Aber dieser Beitrag ist kein Sprachkurs oder eine Anleitung, wer wann wo nur so zum Spaß aufstehen muss. Ganz im Gegenteil. Es geht hier um Ordnung und Sicherheit. Denn Korrigieren heißt Ordnen. Sicherheitshalber.

So wie beim dem Nachbar, dessen Köter die ganze Nacht durchbellt, der aber am nächsten Tag die Polizei anruft, weil das Motorrad am Freitag um 17 Uhr für 5 Sekunden zu laut ist, den gibt es selbst in den dicht besiedelten Niederlanden nicht. Oder nicht so häufig und extrem.

Ordnungsbürger, Oberlehrer, Spießer, Pedanten, Beamte, Konformisten, Polizisten. — Alle eine Wichse.
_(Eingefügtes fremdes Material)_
use std::sync::mpsc;
use std::sync::Arc;
use std::time::Duration;

use crossterm::event::{
    Event, KeyCode, KeyEvent, KeyEventKind, KeyEventState, KeyModifiers, MouseButton, MouseEvent,
    MouseEventKind,
};
use cubik::history::{History, MemorySolveStore, SolveStore};
use cubik::input::ReleaseDetection;
use cubik::runtime::{CubeEvent, FixedTicker, Runner, TestEventSource};
use cubik::session::{SessionConfig, SessionState, SolveSession};
use cubik::timer::{ManualClock, MonotonicClock};

fn space(kind: KeyEventKind) -> CubeEvent {
    CubeEvent::Input(Event::Key(KeyEvent {
        code: KeyCode::Char(' '),
        modifiers: KeyModifiers::NONE,
        kind,
        state: KeyEventState::NONE,
    }))
}

fn pointer(kind: MouseEventKind) -> CubeEvent {
    CubeEvent::Input(Event::Mouse(MouseEvent {
        kind,
        column: 10,
        row: 5,
        modifiers: KeyModifiers::NONE,
    }))
}

fn new_session(clock: Arc<dyn cubik::timer::Clock>, config: SessionConfig) -> (MemorySolveStore, SolveSession) {
    let store = MemorySolveStore::new();
    let history = History::load(Box::new(store.clone())).unwrap();
    (store, SolveSession::new(config, clock, history))
}

/// Drain whatever is queued, polling on ticks like the real loop does
fn drain<E: cubik::runtime::CubeEventSource>(runner: &Runner<E, FixedTicker>, session: &mut SolveSession) {
    loop {
        match runner.step() {
            CubeEvent::Tick => {
                session.poll().unwrap();
                break;
            }
            CubeEvent::Resize => {}
            CubeEvent::Closed => panic!("event source closed"),
            CubeEvent::Input(ev) => {
                session.handle_event(&ev).unwrap();
                session.poll().unwrap();
            }
        }
    }
}

// Verifies a full solve flows through Runner/TestEventSource without a TTY
#[test]
fn headless_solve_flow_with_manual_clock() {
    let clock = ManualClock::new();
    let (store, mut session) = new_session(Arc::new(clock.clone()), SessionConfig::default());

    let (tx, rx) = mpsc::channel();
    let runner = Runner::new(
        TestEventSource::new(rx),
        FixedTicker::new(Duration::from_millis(1)),
    );

    tx.send(space(KeyEventKind::Press)).unwrap();
    tx.send(space(KeyEventKind::Repeat)).unwrap();
    tx.send(space(KeyEventKind::Repeat)).unwrap();
    drain(&runner, &mut session);
    assert_eq!(session.state(), SessionState::Holding);

    clock.advance_ms(550);
    drain(&runner, &mut session);
    assert_eq!(session.state(), SessionState::Ready);

    tx.send(space(KeyEventKind::Release)).unwrap();
    drain(&runner, &mut session);
    assert_eq!(session.state(), SessionState::Running);

    clock.advance_ms(9_876);
    drain(&runner, &mut session);
    assert_eq!(session.snapshot().elapsed_ms, 9_876);

    tx.send(space(KeyEventKind::Press)).unwrap();
    drain(&runner, &mut session);
    assert_eq!(session.state(), SessionState::Stopped);

    tx.send(space(KeyEventKind::Release)).unwrap();
    drain(&runner, &mut session);
    assert_eq!(session.state(), SessionState::Idle);

    let solves = store.list().unwrap();
    assert_eq!(solves.len(), 1);
    assert_eq!(solves[0].time_ms, 9_876);
}

#[test]
fn short_hold_with_real_clock_never_runs() {
    let (store, mut session) = new_session(Arc::new(MonotonicClock::new()), SessionConfig::default());
    let press = space(KeyEventKind::Press);
    let release = space(KeyEventKind::Release);

    for _ in 0..3 {
        if let CubeEvent::Input(ev) = &press {
            session.handle_event(ev).unwrap();
        }
        std::thread::sleep(Duration::from_millis(150));
        session.poll().unwrap();
        assert_eq!(session.state(), SessionState::Holding);
        if let CubeEvent::Input(ev) = &release {
            session.handle_event(ev).unwrap();
        }
        assert_eq!(session.state(), SessionState::Idle);
    }

    std::thread::sleep(Duration::from_millis(600));
    session.poll().unwrap();
    assert_eq!(session.state(), SessionState::Idle);
    assert!(store.list().unwrap().is_empty());
}

#[test]
fn long_hold_with_real_clock_starts_and_records() {
    let (store, mut session) = new_session(Arc::new(MonotonicClock::new()), SessionConfig::default());
    let CubeEvent::Input(press) = pointer(MouseEventKind::Down(MouseButton::Left)) else {
        unreachable!()
    };
    let CubeEvent::Input(release) = pointer(MouseEventKind::Up(MouseButton::Left)) else {
        unreachable!()
    };

    session.handle_event(&press).unwrap();
    std::thread::sleep(Duration::from_millis(600));
    session.poll().unwrap();
    assert_eq!(session.state(), SessionState::Ready);

    session.handle_event(&release).unwrap();
    assert_eq!(session.state(), SessionState::Running);
    std::thread::sleep(Duration::from_millis(50));

    session.handle_event(&press).unwrap();
    assert_eq!(session.state(), SessionState::Stopped);

    let solves = store.list().unwrap();
    assert_eq!(solves.len(), 1);
    assert!(solves[0].time_ms >= 50, "measured {}", solves[0].time_ms);
    assert_eq!(solves[0].time_ms, session.elapsed_ms());
}

#[test]
fn other_key_stops_running_timer() {
    let clock = ManualClock::new();
    let (store, mut session) = new_session(Arc::new(clock.clone()), SessionConfig::default());
    let CubeEvent::Input(press) = space(KeyEventKind::Press) else { unreachable!() };
    let CubeEvent::Input(release) = space(KeyEventKind::Release) else { unreachable!() };

    session.handle_event(&press).unwrap();
    clock.advance_ms(700);
    session.poll().unwrap();
    session.handle_event(&release).unwrap();
    clock.advance_ms(321);

    let x = Event::Key(KeyEvent::new(KeyCode::Char('x'), KeyModifiers::NONE));
    assert_eq!(session.handle_event(&x).unwrap(), None);
    assert_eq!(session.state(), SessionState::Stopped);
    assert_eq!(store.list().unwrap()[0].time_ms, 321);
}

#[test]
fn inferred_release_flow() {
    let clock = ManualClock::new();
    let config = SessionConfig {
        release: ReleaseDetection::Inferred {
            timeout: Duration::from_millis(700),
        },
        ..SessionConfig::default()
    };
    let (store, mut session) = new_session(Arc::new(clock.clone()), config);
    // without release reporting, a held key arrives as repeated presses
    let CubeEvent::Input(press) = space(KeyEventKind::Press) else { unreachable!() };

    session.handle_event(&press).unwrap();
    for _ in 0..30 {
        clock.advance_ms(30);
        session.handle_event(&press).unwrap();
        session.poll().unwrap();
    }
    assert_eq!(session.state(), SessionState::Ready);

    // key came up right after the last repeat at 900; noticed at 1600
    clock.advance_ms(700);
    session.poll().unwrap();
    assert_eq!(session.state(), SessionState::Running);
    assert_eq!(session.elapsed_ms(), 700);

    // stop 5000 ms after the key came up
    clock.advance_ms(4_300);
    session.handle_event(&press).unwrap();
    assert_eq!(session.state(), SessionState::Stopped);
    assert_eq!(store.list().unwrap()[0].time_ms, 5_000);
}

#[test]
fn inferred_tap_never_starts_clock() {
    let clock = ManualClock::new();
    let config = SessionConfig {
        release: ReleaseDetection::Inferred {
            timeout: Duration::from_millis(700),
        },
        ..SessionConfig::default()
    };
    let (store, mut session) = new_session(Arc::new(clock.clone()), config);
    let CubeEvent::Input(press) = space(KeyEventKind::Press) else { unreachable!() };

    session.handle_event(&press).unwrap();
    let mut states = Vec::new();
    for _ in 0..100 {
        clock.advance_ms(10);
        session.poll().unwrap();
        states.push(session.state());
    }

    assert!(!states.contains(&SessionState::Ready), "{states:?}");
    assert!(!states.contains(&SessionState::Running), "{states:?}");
    assert_eq!(session.state(), SessionState::Idle);
    assert!(store.list().unwrap().is_empty());
}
Sie alle wollen sicherstellen, dass das eigene, besser vorgegebene, Weltbild – sei es noch so falsch – gewahrt bleibt. Alles, was davon abweicht, wird als „falsch“ angesehen und daher korrigiert, angepasst, „geplättet“ und dann ins Abseits gestoßen.

Kurz, ein Deutscher liegt immer richtig. Der Grund? Er geht davon aus, dass es nur ein „richtig“ gibt. Also seines. Dann muss alles andere falsch sein. Und dass es mehrere Möglichkeiten geben kann, richtig zu liegen, ist für ihn schlichtweg nicht tolerierbar und damit genauso undenkbar wie kalte Getränke in kühlen Räumen im Hochsommer.

 

Was du mit Korrigierern machen kannst

Gar nichts. Sei nur tolerant. Denn dumme (oder uniformierte) Leute fühlen sich immer im Recht. Du musst sie nur weiträumig (vorausschauend) aus dem Weg gehen, den Umgang auf das nötigste beschränken (zum Beispiel den mit der Polizei). Falls Leute bei dir zu Besuch kommen, sag einfach: „Mein Haus, meine Regeln.“

Den Korrigierern keinen Anlass zum Korrigieren zu geben ist mühselig. Und perfekt zu sein ist unmöglich. Das heißt, bei dir wird immer irgend ein Idiot Anstoß finden. Es ist Gedankenverschwendung, sich damit auseinanderzusetzen.

Lass diese Leute weiter korrigieren und fertig. Die brauchen das, um sich gut oder wichtig zu fühlen, fürs kaputte Selbstwertgefühl. Damit tust du denen was gutes. Falls dich jemand dann doch zu sehr nervt, sag ihm genau das.